When Putti started her college education at the University of Texas in 2008, one of her goals was to build deep relationships. She succeeded in that, but some of her new friends were Christians who were active in a student ministry. During her sophomore year, Putti “hit a wall.” She said, “I began to see that everything I was doing was becoming meaningless. [And] if what I was doing didn't have eternal meaning, then it was all in vain.” She began to think, “If God is real, he should be able to hear my prayers.” Each night she began to pray that he would help her understand what she had been hearing from her friends because it seemed like foolishness to her.

Then one day Putti entered a closet in the student ministry building that had been turned into a prayer room. Inside she found a bowl filled with pieces of paper with the names of the students' friends. One after another she looked at the slips of paper and found her own name written on the slips.

She knew how strongly she had urged her friends not to pray for her and yet they had faithfully loved her and prayed for her anyway. She burst into tears that day in the tiny prayer room. “God was softening my heart then,” she said. The next night she felt that God was asking her for a specific response, so she welcomed Christ into her life.

“All of a sudden,” she said, “I had a desire to go and share with people. God is real, and he has changed my heart.” After that, Putti went to seminary and began studying in preparation for full time ministry (Michelle Tyler, "Ardent atheist becomes passionate Christian evangelist," Latest News from Southwestern, Southwestern Baptist Theological Seminary, 3-25-14; www.PreachingToday.com).

That’s the way it works in God’s world. Just faithfully love people and pray for them. Then, as God gives you opportunity, share what Christ has done for you and watch as He begins to transform the lives of your friends. I know of no greater joy than to see people come to faith in Christ, and that’s what God wants for you!

God’s will for you every day is to drink of His Spirit, worship in spirit and truth, and tell others about His Son. If you pursue just these three desires of God every day, you’ll live a full life without all the hassle and hurry.

At the end of His life, Jesus cried out from the cross, “It is finished.” So it must have been a success. But by human standards, his ministry at that point would have been judged a failure (James Martin, Leadership, Vol. 13, no. 3; www.Preaching Today.com).

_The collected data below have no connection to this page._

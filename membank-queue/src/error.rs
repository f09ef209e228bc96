//! Error types for queue operations.

use thiserror::Error;

/// Result type for queue operations.
pub type QueueResult<T> = Result<T, QueueError>;

/// Queue-specific errors.
#[derive(Debug, Error)]
pub enum QueueError {
    /// The shared store rejected a command or could not be reached
    #[error("Store error: {0}")]
    Store(String),

    /// Serialization error
    #[error("Serialization error: {0}")]
    Serialization(String),

    /// Deserialization error
    #[error("Deserialization error: {0}")]
    Deserialization(String),

    /// Job snapshot not found (absent or expired)
    #[error("Job not found: {0}")]
    JobNotFound(String),

    /// Job result not found (not yet resolved, or expired)
    #[error("Job result not found: {0}")]
    ResultNotFound(String),

    /// No handler registered for job type
    #[error("No handler registered for job type: {0}")]
    NoHandler(String),

    /// Job execution exceeded the configured timeout
    #[error("Job execution timed out after {0:?}")]
    Timeout(std::time::Duration),

    /// Handler panicked instead of returning a result
    #[error("Job execution failed: {0}")]
    Handler(String),

    /// Job is not in a state that allows the operation
    #[error("Job {0} is not in a retryable state")]
    NotRetryable(String),

    /// Worker pool already running
    #[error("Worker pool already running")]
    WorkerAlreadyRunning,

    /// Worker pool was stopped and cannot be restarted
    #[error("Worker pool has been stopped")]
    WorkerStopped,

    /// Configuration error
    #[error("Configuration error: {0}")]
    Config(String),
}

impl QueueError {
    /// Check if this error means the requested key is absent or expired.
    pub fn is_not_found(&self) -> bool {
        matches!(self, Self::JobNotFound(_) | Self::ResultNotFound(_))
    }
}

impl From<redis::RedisError> for QueueError {
    fn from(err: redis::RedisError) -> Self {
        Self::Store(err.to_string())
    }
}

/// Error returned by a job handler.
///
/// Handlers own their failure vocabulary; the queue only needs the message,
/// which ends up in the job's `error` field and the terminal result.
#[derive(Debug, Clone, Error)]
#[error("{message}")]
pub struct HandlerError {
    message: String,
}

impl HandlerError {
    /// Create a handler error from a message.
    pub fn new(message: impl Into<String>) -> Self {
        Self {
            message: message.into(),
        }
    }

    /// Wrap any error, keeping its display text.
    pub fn from_error(err: impl std::error::Error) -> Self {
        Self::new(err.to_string())
    }

    /// Get the error message.
    pub fn message(&self) -> &str {
        &self.message
    }
}

impl From<String> for HandlerError {
    fn from(message: String) -> Self {
        Self::new(message)
    }
}

impl From<&str> for HandlerError {
    fn from(message: &str) -> Self {
        Self::new(message)
    }
}

impl From<QueueError> for HandlerError {
    fn from(err: QueueError) -> Self {
        Self::new(err.to_string())
    }
}

impl From<serde_json::Error> for HandlerError {
    fn from(err: serde_json::Error) -> Self {
        Self::new(err.to_string())
    }
}
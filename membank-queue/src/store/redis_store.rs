//! Redis-backed queue store.

use membank_log::{debug, info};
use super::{KeyTtl, QueueStore, StoreOp};
use crate::error::{QueueError, QueueResult};
use async_trait::async_trait;
use redis::{AsyncCommands, Client, aio::ConnectionManager};
use std::time::Duration;

/// Queue store on top of a Redis sorted set and plain string keys.
///
/// `ZPOPMAX` provides the atomic claim; batches run inside `MULTI`/`EXEC`.
#[derive(Clone)]
pub struct RedisStore {
    connection: ConnectionManager,
}

impl RedisStore {
    /// Connect to Redis.
    ///
    /// # Examples
    ///
    /// ```no_run
    /// use membank_queue::store::RedisStore;
    ///
    /// # async fn example() -> membank_queue::QueueResult<()> {
    /// let store = RedisStore::connect("redis://localhost:6379").await?;
    /// # Ok(())
    /// # }
    /// ```
    pub async fn connect(redis_url: &str) -> QueueResult<Self> {
        debug!(url = %redis_url, "Connecting queue store");

        let client = Client::open(redis_url).map_err(|e| QueueError::Config(e.to_string()))?;
        let connection = ConnectionManager::new(client).await?;

        info!("Queue store connected");
        Ok(Self { connection })
    }

    /// Wrap an existing connection manager.
    pub fn from_connection(connection: ConnectionManager) -> Self {
        Self { connection }
    }

    /// Get the underlying connection manager.
    pub fn connection(&self) -> &ConnectionManager {
        &self.connection
    }
}

fn millis(duration: Duration) -> u64 {
    // PSETEX rejects 0; sub-millisecond TTLs round up.
    (duration.as_millis() as u64).max(1)
}

#[async_trait]
impl QueueStore for RedisStore {
    async fn zadd(&self, key: &str, member: &str, score: f64) -> QueueResult<()> {
        let mut conn = self.connection.clone();
        let _: () = conn.zadd(key, member, score).await?;
        Ok(())
    }

    async fn zpopmax(&self, key: &str) -> QueueResult<Option<(String, f64)>> {
        let mut conn = self.connection.clone();
        let popped: Vec<(String, f64)> = conn.zpopmax(key, 1).await?;
        Ok(popped.into_iter().next())
    }

    async fn zcard(&self, key: &str) -> QueueResult<usize> {
        let mut conn = self.connection.clone();
        let count: usize = conn.zcard(key).await?;
        Ok(count)
    }

    async fn get(&self, key: &str) -> QueueResult<Option<String>> {
        let mut conn = self.connection.clone();
        let value: Option<String> = conn.get(key).await?;
        Ok(value)
    }

    async fn set(&self, key: &str, value: &str) -> QueueResult<()> {
        let mut conn = self.connection.clone();
        let _: () = conn.set(key, value).await?;
        Ok(())
    }

    async fn set_ex(&self, key: &str, value: &str, ttl: Duration) -> QueueResult<()> {
        let mut conn = self.connection.clone();
        let _: () = conn.pset_ex(key, value, millis(ttl)).await?;
        Ok(())
    }

    async fn del(&self, key: &str) -> QueueResult<bool> {
        let mut conn = self.connection.clone();
        let removed: usize = conn.del(key).await?;
        Ok(removed > 0)
    }

    async fn keys(&self, pattern: &str) -> QueueResult<Vec<String>> {
        let mut conn = self.connection.clone();
        let keys: Vec<String> = conn.keys(pattern).await?;
        Ok(keys)
    }

    async fn ttl(&self, key: &str) -> QueueResult<KeyTtl> {
        let mut conn = self.connection.clone();
        let ttl_ms: i64 = conn.pttl(key).await?;

        let ttl = match ttl_ms {
            -2 => KeyTtl::Missing,
            -1 => KeyTtl::Persistent,
            ms => KeyTtl::Expires(Duration::from_millis(ms.max(0) as u64)),
        };
        Ok(ttl)
    }

    async fn expire(&self, key: &str, ttl: Duration) -> QueueResult<bool> {
        let mut conn = self.connection.clone();
        let applied: bool = conn.pexpire(key, millis(ttl) as i64).await?;
        Ok(applied)
    }

    async fn exec_atomic(&self, ops: Vec<StoreOp>) -> QueueResult<()> {
        if ops.is_empty() {
            return Ok(());
        }

        let mut pipe = redis::pipe();
        pipe.atomic();
        for op in &ops {
            match op {
                StoreOp::ZAdd { key, member, score } => {
                    pipe.zadd(key, member, *score).ignore();
                }
                StoreOp::SetEx { key, value, ttl } => {
                    pipe.pset_ex(key, value, millis(*ttl)).ignore();
                }
            }
        }

        let mut conn = self.connection.clone();
        let _: () = pipe.query_async(&mut conn).await?;
        Ok(())
    }
}
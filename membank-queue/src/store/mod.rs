//! Shared queue store abstraction.
//!
//! The producer and the worker pool share no memory; everything they
//! exchange goes through a [`QueueStore`]. A store offers two things:
//!
//! - a priority-ordered collection whose "pop highest" is atomic across
//!   concurrent callers, and
//! - a key/value space with per-key expiration for job snapshots and results.

mod memory;
mod redis_store;

pub use memory::MemoryStore;
pub use redis_store::RedisStore;

use crate::error::QueueResult;
use async_trait::async_trait;
use std::time::Duration;

/// Remaining lifetime of a key.
#[derive(Debug, Clone, Copy, PartialEq, Eq)]
pub enum KeyTtl {
    /// Key does not exist
    Missing,
    /// Key exists without an expiration
    Persistent,
    /// Key expires after the given duration
    Expires(Duration),
}

/// A write that is part of an atomic batch.
#[derive(Debug, Clone, PartialEq)]
pub enum StoreOp {
    /// Insert a member into a sorted collection
    ZAdd {
        key: String,
        member: String,
        score: f64,
    },
    /// Set a key with an expiration
    SetEx {
        key: String,
        value: String,
        ttl: Duration,
    },
}

/// Store backing a job queue.
#[async_trait]
pub trait QueueStore: Send + Sync + 'static {
    /// Add a member to a sorted collection.
    async fn zadd(&self, key: &str, member: &str, score: f64) -> QueueResult<()>;

    /// Atomically remove and return the member with the highest score.
    ///
    /// No two callers may ever receive the same member.
    async fn zpopmax(&self, key: &str) -> QueueResult<Option<(String, f64)>>;

    /// Number of members in a sorted collection.
    async fn zcard(&self, key: &str) -> QueueResult<usize>;

    /// Get a value.
    async fn get(&self, key: &str) -> QueueResult<Option<String>>;

    /// Set a value without expiration.
    async fn set(&self, key: &str, value: &str) -> QueueResult<()>;

    /// Set a value with an expiration.
    async fn set_ex(&self, key: &str, value: &str, ttl: Duration) -> QueueResult<()>;

    /// Delete a key. Returns whether it existed.
    async fn del(&self, key: &str) -> QueueResult<bool>;

    /// List keys matching a glob pattern (`prefix*`).
    async fn keys(&self, pattern: &str) -> QueueResult<Vec<String>>;

    /// Remaining lifetime of a key.
    async fn ttl(&self, key: &str) -> QueueResult<KeyTtl>;

    /// Set the expiration of an existing key. Returns whether the key existed.
    async fn expire(&self, key: &str, ttl: Duration) -> QueueResult<bool>;

    /// Apply every operation or none of them.
    async fn exec_atomic(&self, ops: Vec<StoreOp>) -> QueueResult<()>;
}
// Environment variable loading

use crate::Result;
use serde_json::{Map, Value};
use std::collections::HashMap;
use std::env;
use std::path::Path;

/// Separator between nested sections in a variable name.
pub const SECTION_SEPARATOR: &str = "__";

/// Environment variable loader.
///
/// `MEMBANK_QUEUE__MAX_RETRIES=5` becomes `{"queue": {"max_retries": "5"}}`.
/// Values stay strings; the settings types accept numeric text.
pub struct EnvLoader {
    prefix: String,
}

impl EnvLoader {
    /// Create a loader for variables starting with `prefix` and `_`.
    pub fn new(prefix: impl Into<String>) -> Self {
        Self {
            prefix: prefix.into(),
        }
    }

    /// Collect variables from the process environment.
    pub fn process_vars() -> HashMap<String, String> {
        env::vars().collect()
    }

    /// Read a `.env` file without touching the process environment.
    pub fn dotenv_vars(path: impl AsRef<Path>) -> Result<HashMap<String, String>> {
        let mut vars = HashMap::new();
        for item in dotenvy::from_path_iter(path)? {
            let (key, value) = item?;
            vars.insert(key, value);
        }
        Ok(vars)
    }

    /// Build a nested document from the variables carrying this prefix.
    pub fn overlay<I>(&self, vars: I) -> Value
    where
        I: IntoIterator<Item = (String, String)>,
    {
        let prefix = format!("{}_", self.prefix);
        let mut root = Map::new();

        for (key, value) in vars {
            let Some(path) = key.strip_prefix(&prefix) else {
                continue;
            };
            let segments: Vec<String> = path
                .split(SECTION_SEPARATOR)
                .map(|s| s.to_lowercase())
                .collect();
            if segments.iter().any(|s| s.is_empty()) {
                continue;
            }
            insert(&mut root, &segments, value);
        }

        Value::Object(root)
    }
}

fn insert(map: &mut Map<String, Value>, segments: &[String], value: String) {
    match segments {
        [] => {}
        [last] => {
            map.insert(last.clone(), Value::String(value));
        }
        [first, rest @ ..] => {
            let entry = map
                .entry(first.clone())
                .or_insert_with(|| Value::Object(Map::new()));
            if !entry.is_object() {
                *entry = Value::Object(Map::new());
            }
            if let Value::Object(child) = entry {
                insert(child, rest, value);
            }
        }
    }
}

#[cfg(test)]
mod tests {
    use super::*;
    use std::io::Write;

    fn vars(pairs: &[(&str, &str)]) -> Vec<(String, String)> {
        pairs
            .iter()
            .map(|(k, v)| (k.to_string(), v.to_string()))
            .collect()
    }

    #[test]
    fn test_overlay_nests_sections() {
        let loader = EnvLoader::new("MEMBANK");
        let overlay = loader.overlay(vars(&[
            ("MEMBANK_QUEUE__MAX_RETRIES", "5"),
            ("MEMBANK_REDIS__URL", "redis://cache:6379"),
            ("OTHER_QUEUE__MAX_RETRIES", "9"),
        ]));

        assert_eq!(overlay["queue"]["max_retries"], "5");
        assert_eq!(overlay["redis"]["url"], "redis://cache:6379");
        assert!(overlay.get("other_queue").is_none());
    }

    #[test]
    fn test_overlay_skips_malformed_names() {
        let loader = EnvLoader::new("MEMBANK");
        let overlay = loader.overlay(vars(&[("MEMBANK_QUEUE__", "x"), ("MEMBANK___A", "y")]));
        assert_eq!(overlay, Value::Object(Map::new()));
    }

    #[test]
    fn test_dotenv_file_is_read_without_mutating_env() {
        let mut file = tempfile::NamedTempFile::new().unwrap();
        writeln!(file, "# comment").unwrap();
        writeln!(file, "MEMBANK_TEST_DOTENV_ONLY__KEY=\"quoted value\"").unwrap();

        let vars = EnvLoader::dotenv_vars(file.path()).unwrap();
        assert_eq!(vars["MEMBANK_TEST_DOTENV_ONLY__KEY"], "quoted value");
        assert!(env::var("MEMBANK_TEST_DOTENV_ONLY__KEY").is_err());
    }

    #[test]
    fn test_missing_dotenv_is_io_error() {
        let err = EnvLoader::dotenv_vars("/nonexistent/.env").unwrap_err();
        assert!(matches!(err, crate::ConfigError::Io(_)));
    }
}
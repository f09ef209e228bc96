//! Job producer: enqueue and snapshot lookups.

use membank_log::{debug, info};
use crate::config::QueueConfig;
use crate::error::{QueueError, QueueResult};
use crate::job::{Job, JobId, JobResult};
use crate::store::{QueueStore, StoreOp};
use std::sync::Arc;

/// Shared handle to a queue store.
pub type SharedStore = Arc<dyn QueueStore>;

/// Enqueues jobs and reads job snapshots and results.
#[derive(Clone)]
pub struct Producer {
    store: SharedStore,
    config: Arc<QueueConfig>,
}

impl Producer {
    /// Create a producer over a store.
    pub fn new(store: SharedStore, config: QueueConfig) -> Self {
        Self {
            store,
            config: Arc::new(config.normalized()),
        }
    }

    /// Get the queue configuration.
    pub fn config(&self) -> &QueueConfig {
        &self.config
    }

    /// Get the underlying store.
    pub fn store(&self) -> &SharedStore {
        &self.store
    }

    /// Enqueue a job.
    ///
    /// Missing `id`, `created_at` and `max_retries` are filled in. The snapshot
    /// is written before the job becomes visible in the ready collection.
    pub async fn enqueue(&self, mut job: Job) -> QueueResult<JobId> {
        job.apply_defaults(self.config.max_retries);
        let data = encode(&job)?;

        self.store
            .set_ex(&self.config.job_key(&job.id), &data, self.config.result_ttl)
            .await?;
        self.store
            .zadd(&self.config.queue_key(), &data, job.score())
            .await?;

        info!(
            job_id = %job.id,
            job_type = %job.job_type,
            priority = job.priority,
            retries = job.retries,
            "Job enqueued"
        );
        Ok(job.id)
    }

    /// Enqueue several jobs in one atomic store operation.
    ///
    /// Either every job is enqueued or none is.
    pub async fn enqueue_batch(&self, jobs: Vec<Job>) -> QueueResult<Vec<JobId>> {
        if jobs.is_empty() {
            return Ok(Vec::new());
        }

        let queue_key = self.config.queue_key();
        let mut ops = Vec::with_capacity(jobs.len() * 2);
        let mut ids = Vec::with_capacity(jobs.len());

        for mut job in jobs {
            job.apply_defaults(self.config.max_retries);
            let data = encode(&job).map_err(|e| {
                QueueError::Serialization(format!("job {}: {}", job.id, e))
            })?;

            ops.push(StoreOp::SetEx {
                key: self.config.job_key(&job.id),
                value: data.clone(),
                ttl: self.config.result_ttl,
            });
            ops.push(StoreOp::ZAdd {
                key: queue_key.clone(),
                member: data,
                score: job.score(),
            });
            ids.push(job.id);
        }

        self.store
            .exec_atomic(ops)
            .await
            .map_err(|e| QueueError::Store(format!("batch enqueue failed: {}", e)))?;

        info!(count = ids.len(), "Jobs batch enqueued");
        Ok(ids)
    }

    /// Get a job snapshot by id.
    pub async fn get_job(&self, job_id: &str) -> QueueResult<Job> {
        let data = self
            .store
            .get(&self.config.job_key(job_id))
            .await?
            .ok_or_else(|| QueueError::JobNotFound(job_id.to_string()))?;

        serde_json::from_str(&data).map_err(|e| QueueError::Deserialization(e.to_string()))
    }

    /// Get the result of a processed job.
    pub async fn get_job_result(&self, job_id: &str) -> QueueResult<JobResult> {
        let data = self
            .store
            .get(&self.config.result_key(job_id))
            .await?
            .ok_or_else(|| QueueError::ResultNotFound(job_id.to_string()))?;

        serde_json::from_str(&data).map_err(|e| QueueError::Deserialization(e.to_string()))
    }

    /// Number of jobs waiting in the ready collection.
    pub async fn pending_count(&self) -> QueueResult<usize> {
        self.store.zcard(&self.config.queue_key()).await
    }

    /// Rewrite a job snapshot with the current retention.
    pub(crate) async fn save_snapshot(&self, job: &Job) -> QueueResult<()> {
        let data = encode(job)?;
        self.store
            .set_ex(&self.config.job_key(&job.id), &data, self.config.result_ttl)
            .await
    }

    /// Write a job result with the current retention.
    pub(crate) async fn store_result(&self, result: &JobResult) -> QueueResult<()> {
        let data = serde_json::to_string(result)
            .map_err(|e| QueueError::Serialization(e.to_string()))?;
        self.store
            .set_ex(&self.config.result_key(&result.job_id), &data, self.config.result_ttl)
            .await?;

        debug!(job_id = %result.job_id, status = %result.status, "Job result stored");
        Ok(())
    }

    /// Remove a job result.
    pub(crate) async fn delete_result(&self, job_id: &str) -> QueueResult<bool> {
        self.store.del(&self.config.result_key(job_id)).await
    }
}

fn encode(job: &Job) -> QueueResult<String> {
    serde_json::to_string(job).map_err(|e| QueueError::Serialization(e.to_string()))
}

#[cfg(test)]
mod tests {
    use super::*;
    use crate::store::{KeyTtl, MemoryStore};
    use async_trait::async_trait;
    use std::time::Duration;

    /// Memory store whose atomic batches always fail.
    struct RejectingBatches(MemoryStore);

    #[async_trait]
    impl QueueStore for RejectingBatches {
        async fn zadd(&self, key: &str, member: &str, score: f64) -> QueueResult<()> {
            self.0.zadd(key, member, score).await
        }

        async fn zpopmax(&self, key: &str) -> QueueResult<Option<(String, f64)>> {
            self.0.zpopmax(key).await
        }

        async fn zcard(&self, key: &str) -> QueueResult<usize> {
            self.0.zcard(key).await
        }

        async fn get(&self, key: &str) -> QueueResult<Option<String>> {
            self.0.get(key).await
        }

        async fn set(&self, key: &str, value: &str) -> QueueResult<()> {
            self.0.set(key, value).await
        }

        async fn set_ex(&self, key: &str, value: &str, ttl: Duration) -> QueueResult<()> {
            self.0.set_ex(key, value, ttl).await
        }

        async fn del(&self, key: &str) -> QueueResult<bool> {
            self.0.del(key).await
        }

        async fn keys(&self, pattern: &str) -> QueueResult<Vec<String>> {
            self.0.keys(pattern).await
        }

        async fn ttl(&self, key: &str) -> QueueResult<KeyTtl> {
            self.0.ttl(key).await
        }

        async fn expire(&self, key: &str, ttl: Duration) -> QueueResult<bool> {
            self.0.expire(key, ttl).await
        }

        async fn exec_atomic(&self, _ops: Vec<StoreOp>) -> QueueResult<()> {
            Err(QueueError::Store("EXECABORT Transaction discarded".into()))
        }
    }

    fn producer() -> (Producer, MemoryStore) {
        let store = MemoryStore::new();
        let producer = Producer::new(Arc::new(store.clone()), QueueConfig::new("test"));
        (producer, store)
    }

    #[tokio::test]
    async fn test_enqueue_assigns_defaults_and_snapshot() {
        let (producer, store) = producer();
        let id = producer.enqueue(Job::new("echo")).await.unwrap();

        let job = producer.get_job(&id).await.unwrap();
        assert_eq!(job.id, id);
        assert_eq!(job.max_retries, Some(3));
        assert!(job.created_at.is_some());
        assert_eq!(store.zcard("test:queue").await.unwrap(), 1);
    }

    #[tokio::test]
    async fn test_enqueue_keeps_explicit_id() {
        let (producer, _) = producer();
        let id = producer.enqueue(Job::new("echo").with_id("1")).await.unwrap();
        assert_eq!(id, "1");
        assert_eq!(producer.get_job("1").await.unwrap().job_type, "echo");
    }

    #[tokio::test(start_paused = true)]
    async fn test_snapshot_expires_after_result_ttl() {
        let store = MemoryStore::new();
        let config = QueueConfig::new("test").with_result_ttl(Duration::from_secs(60));
        let producer = Producer::new(Arc::new(store), config);

        let id = producer.enqueue(Job::new("echo")).await.unwrap();
        tokio::time::advance(Duration::from_secs(61)).await;

        let err = producer.get_job(&id).await.unwrap_err();
        assert!(err.is_not_found());
    }

    #[tokio::test]
    async fn test_enqueue_batch() {
        let (producer, store) = producer();
        let ids = producer
            .enqueue_batch(vec![Job::new("a"), Job::new("b").with_id("b-1")])
            .await
            .unwrap();

        assert_eq!(ids.len(), 2);
        assert_eq!(ids[1], "b-1");
        assert_eq!(store.zcard("test:queue").await.unwrap(), 2);
        assert_eq!(producer.get_job(&ids[0]).await.unwrap().job_type, "a");
    }

    #[tokio::test]
    async fn test_failed_batch_leaves_nothing_behind() {
        let store = MemoryStore::new();
        let producer = Producer::new(Arc::new(RejectingBatches(store.clone())), QueueConfig::new("test"));

        let err = producer
            .enqueue_batch(vec![Job::new("a").with_id("a-1"), Job::new("b").with_id("b-1")])
            .await
            .unwrap_err();

        assert!(matches!(err, QueueError::Store(ref msg) if msg.contains("batch enqueue failed")));
        assert_eq!(store.zcard("test:queue").await.unwrap(), 0);
        assert!(store.keys("test:job:*").await.unwrap().is_empty());
        assert!(producer.get_job("a-1").await.unwrap_err().is_not_found());
    }

    #[tokio::test]
    async fn test_enqueue_empty_batch() {
        let (producer, _) = producer();
        assert!(producer.enqueue_batch(Vec::new()).await.unwrap().is_empty());
    }

    #[tokio::test]
    async fn test_missing_lookups_are_not_found() {
        let (producer, _) = producer();

        let err = producer.get_job("nope").await.unwrap_err();
        assert!(matches!(err, QueueError::JobNotFound(ref id) if id == "nope"));

        let err = producer.get_job_result("nope").await.unwrap_err();
        assert!(matches!(err, QueueError::ResultNotFound(_)));
    }

    #[tokio::test]
    async fn test_store_and_read_result() {
        let (producer, _) = producer();
        let mut result = JobResult::empty();
        result.job_id = "r1".into();
        producer.store_result(&result).await.unwrap();

        let stored = producer.get_job_result("r1").await.unwrap();
        assert_eq!(stored.job_id, "r1");
        assert!(producer.delete_result("r1").await.unwrap());
    }
}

Don’t worry about what others think. Just do what you know God wants you to do, so that you too can say at the end of your life, “It is finished.”

Or as the Apostle Paul put it at the end of His life: “I have fought the good fight, I have finished the race, I have kept the faith. Henceforth there is laid up for me the crown of righteousness, which the Lord, the righteous judge, will award to me on that day, and not only to me but also to all who have loved his appearing” (1 Timothy 4:7-8).